In general, when a semiconductor integrated circuit is in contact with a human body or a machine, the static electricity charged in the human body or the machine is discharged into the semiconductor, and thus the semiconductor internal circuit may be greatly damaged.

The semiconductor integrated circuit configures an electrostatic protection circuit between the input / output pad and the semiconductor internal circuit to protect the semiconductor internal circuit from such damage.

1 illustrates a layout of a static electricity protection circuit provided in a conventional input / output terminal.

Referring to FIG. 1, the conventional static electricity protection circuit 100 includes an N-type well 120 formed by being surrounded by a P-type well 110, and the P-type well 110 includes N + impurity zero having a bar shape. An inverse 130 is formed, and a P-type impurity region 140 having a bar shape is formed in the N-type well 120.

At this time, a guard ring 150 formed by P + impurities is formed at the periphery of the P-type well 110.

Meanwhile, a bar-shaped N + impurity region 160 is formed at a portion where the P-type well 110 and the N-type well 120 are joined, while the N + impurity region 170 is a P-type spaced apart from the N + impurity region 160. Formed on the well 110.

The gate pattern 180 is formed between the N + impurity region 160 and the N + impurity region 170.

  In the conventional static electricity protection circuit 100 as shown in FIG. 1, the input / output terminal I / O is connected to the N + impurity region 130 and the P + impurity region 140, and the ground voltage pad VSS is connected to the gate 180. It is connected to the N + impurity region 170 and the guard ring 150.

By the above configuration, the static electricity protection circuit of FIG. 1 serves to discharge static electricity applied from the input / output terminal I / O.

However, the conventional static electricity protection circuit has a bar shape that makes electrical contact with the input / output pad (I / O), thereby increasing the junction area between the N type well and the P type well with each P + impurity region and the N + impurity region.

Therefore, the capacitance component at the input and output terminals is increased due to the large bonding area, which leads to a problem of lowering the electrostatic discharge efficiency. As a result, the junction between each well and an impurity in a high-speed semiconductor device requiring a device having a higher electrostatic discharge efficiency compared to the capacitance. There was a need for a technique that could reduce area.
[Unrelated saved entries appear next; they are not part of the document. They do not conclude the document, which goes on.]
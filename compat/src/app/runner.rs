use crate::config::{Args, Config, ProcessParams};
use color_eyre::eyre::{eyre, Result, WrapErr};
use compat::{
    AqueousReferences, Compatibility, OnError, ProcessOptions, SchemeKind, SchemeOptions,
    SchemeRegistry,
};
use entries::{ComputedEntry, EnergyUnit};
use std::path::Path;
use std::sync::Arc;
use tracing::info;

/// Settings after command-line overrides have been applied.
#[derive(Debug)]
pub struct RunSettings {
    pub entries_path: String,
    pub kind: SchemeKind,
    pub scheme_options: SchemeOptions,
    pub process: ProcessParams,
    pub references: AqueousReferences,
    pub energy_unit: EnergyUnit,
    pub report_unit: EnergyUnit,
    pub potcar_checks: bool,
}

impl RunSettings {
    pub fn resolve(args: &Args, config: &Config) -> Result<Self> {
        let entries_path = match (&args.entries, &config.entries) {
            (Some(path), _) => path.clone(),
            (None, Some(path)) => relative_to_config(&args.config_file, path),
            (None, None) => {
                return Err(eyre!("No entries file given in the configuration or with --entries"))
            }
        };

        let scheme = args
            .scheme
            .as_deref()
            .or(config.scheme.as_deref())
            .unwrap_or("mp2020");
        let kind: SchemeKind = scheme.parse()?;

        let mut process = config.process.clone().unwrap_or_default().with_defaults();
        if let Some(on_error) = &args.on_error {
            process.on_error = Some(on_error.parse::<OnError>()?);
        }
        if args.verbose {
            process.verbose = Some(true);
        }

        let report_unit = match &args.report_unit {
            Some(unit) => unit.parse::<EnergyUnit>().map_err(|err| eyre!(err))?,
            None => EnergyUnit::Ev,
        };

        Ok(Self {
            entries_path,
            kind,
            scheme_options: config.options.clone().unwrap_or_default(),
            process,
            references: config.aqueous.unwrap_or_default(),
            energy_unit: config.energy_unit.unwrap_or_default(),
            report_unit,
            potcar_checks: !args.no_potcar_check,
        })
    }

    /// Processing options, starting from what the scheme prefers.
    fn process_options(&self, scheme: &dyn Compatibility) -> ProcessOptions {
        let mut options = scheme.default_options();
        if let Some(clean) = self.process.clean {
            options.clean = clean;
        }
        options.inplace = self.process.inplace.unwrap_or(options.inplace);
        options.on_error = self.process.on_error.unwrap_or(options.on_error);
        options.verbose = self.process.verbose.unwrap_or(options.verbose);
        options
    }
}

/// Paths in the configuration file are relative to the file itself.
fn relative_to_config(config_file: &str, path: &str) -> String {
    let path = Path::new(path);
    match Path::new(config_file).parent() {
        Some(dir) if path.is_relative() => dir.join(path).display().to_string(),
        _ => path.display().to_string(),
    }
}

pub struct RunOutcome {
    pub scheme: Arc<dyn Compatibility>,
    pub total: usize,
    pub processed: Vec<ComputedEntry>,
    /// References used by the aqueous scheme.
    pub references: Option<AqueousReferences>,
}

pub fn run_scheme(settings: &RunSettings, entries: &mut [ComputedEntry]) -> Result<RunOutcome> {
    let mut registry = SchemeRegistry::new().with_potcar_checks(settings.potcar_checks);
    let total = entries.len();
    info!("Applying the {} scheme to {} entries", settings.kind, total);

    match settings.kind {
        SchemeKind::Aqueous => {
            let aqueous = registry.aqueous(&settings.scheme_options, settings.references)?;
            let options = settings.process_options(aqueous.as_ref());
            let (processed, references) = aqueous
                .process_entries_with_references(entries, &options)
                .wrap_err("Aqueous processing failed")?;
            Ok(RunOutcome {
                scheme: aqueous,
                total,
                processed,
                references: Some(references),
            })
        }
        kind => {
            let scheme = registry.build(kind, &settings.scheme_options, settings.references)?;
            let options = settings.process_options(scheme.as_ref());
            let processed = scheme
                .process_entries(entries, &options)
                .wrap_err_with(|| format!("{} processing failed", scheme.name()))?;
            Ok(RunOutcome {
                scheme,
                total,
                processed,
                references: None,
            })
        }
    }
}

#[cfg(test)]
mod tests {
    use super::*;
    use clap::Parser;

    #[test]
    fn test_entries_path_follows_config() {
        assert_eq!(
            relative_to_config("example/config.yaml", "entries.json"),
            "example/entries.json"
        );
        assert_eq!(relative_to_config("config.yaml", "entries.json"), "entries.json");
        assert_eq!(
            relative_to_config("example/config.yaml", "/data/entries.json"),
            "/data/entries.json"
        );
    }

    #[test]
    fn test_command_line_overrides_config() {
        let args = Args::parse_from([
            "compat",
            "-c",
            "example/config.yaml",
            "--scheme",
            "mp",
            "--on-error",
            "raise",
            "--no-potcar-check",
        ]);
        let config = serde_yml::from_str::<Config>(
            "entries: entries.json\nscheme: aqueous\nprocess:\n  clean: false\n",
        )
        .unwrap()
        .with_defaults();

        let settings = RunSettings::resolve(&args, &config).unwrap();
        assert_eq!(settings.entries_path, "example/entries.json");
        assert_eq!(settings.kind, SchemeKind::MaterialsProject);
        assert_eq!(settings.process.on_error, Some(OnError::Raise));
        assert!(!settings.potcar_checks);
        assert_eq!(settings.report_unit, EnergyUnit::Ev);
    }

    #[test]
    fn test_run_example_entries() {
        let dir = std::path::PathBuf::from(env!("CARGO_MANIFEST_DIR")).join("example");
        let entries_path = dir.join("entries.json").display().to_string();
        let settings = RunSettings {
            entries_path: entries_path.clone(),
            kind: SchemeKind::Aqueous,
            scheme_options: SchemeOptions::default(),
            process: ProcessParams::default(),
            references: AqueousReferences::default(),
            energy_unit: EnergyUnit::Ev,
            report_unit: EnergyUnit::Ev,
            potcar_checks: true,
        };
        let mut entries = crate::io::load_entries(&entries_path, EnergyUnit::Ev).unwrap();
        let outcome = run_scheme(&settings, &mut entries).unwrap();
        assert_eq!(outcome.total, 9);
        assert_eq!(outcome.processed.len(), 7);
        assert!(outcome.references.is_some_and(|r| r.is_complete()));
    }
}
The present invention provides an electrostatic protection device in which the electrostatic discharge efficiency of the capacitance is greatly increased by reducing the contact area between impurities connected to the input and output terminals and each well bonded to the input and output terminals.

An electrostatic protection device according to the present invention includes a first well, a second well formed inside the first well, and a first input / output contact region in which a plurality of separated first wells are exposed, and on the first well. The first well and the guard ring having a second ring having a second ring formed therein and a plurality of second wells exposed therein. A first contact region formed by implanting a second impurity into a region over a second well, a second contact region formed by implanting the second impurity into a region adjacent to the first contact region on the first well, A gate pattern formed on a space in which the first contact region and the second contact region are spaced apart; a first input / output contact formed by implanting the second impurities into a plurality of the first input / output contact regions; And a second input / output contact formed by injecting the first impurities into a plurality of second input / output contact regions, wherein the first input / output contact and the second input / output contact are electrically connected to an input / output pad. .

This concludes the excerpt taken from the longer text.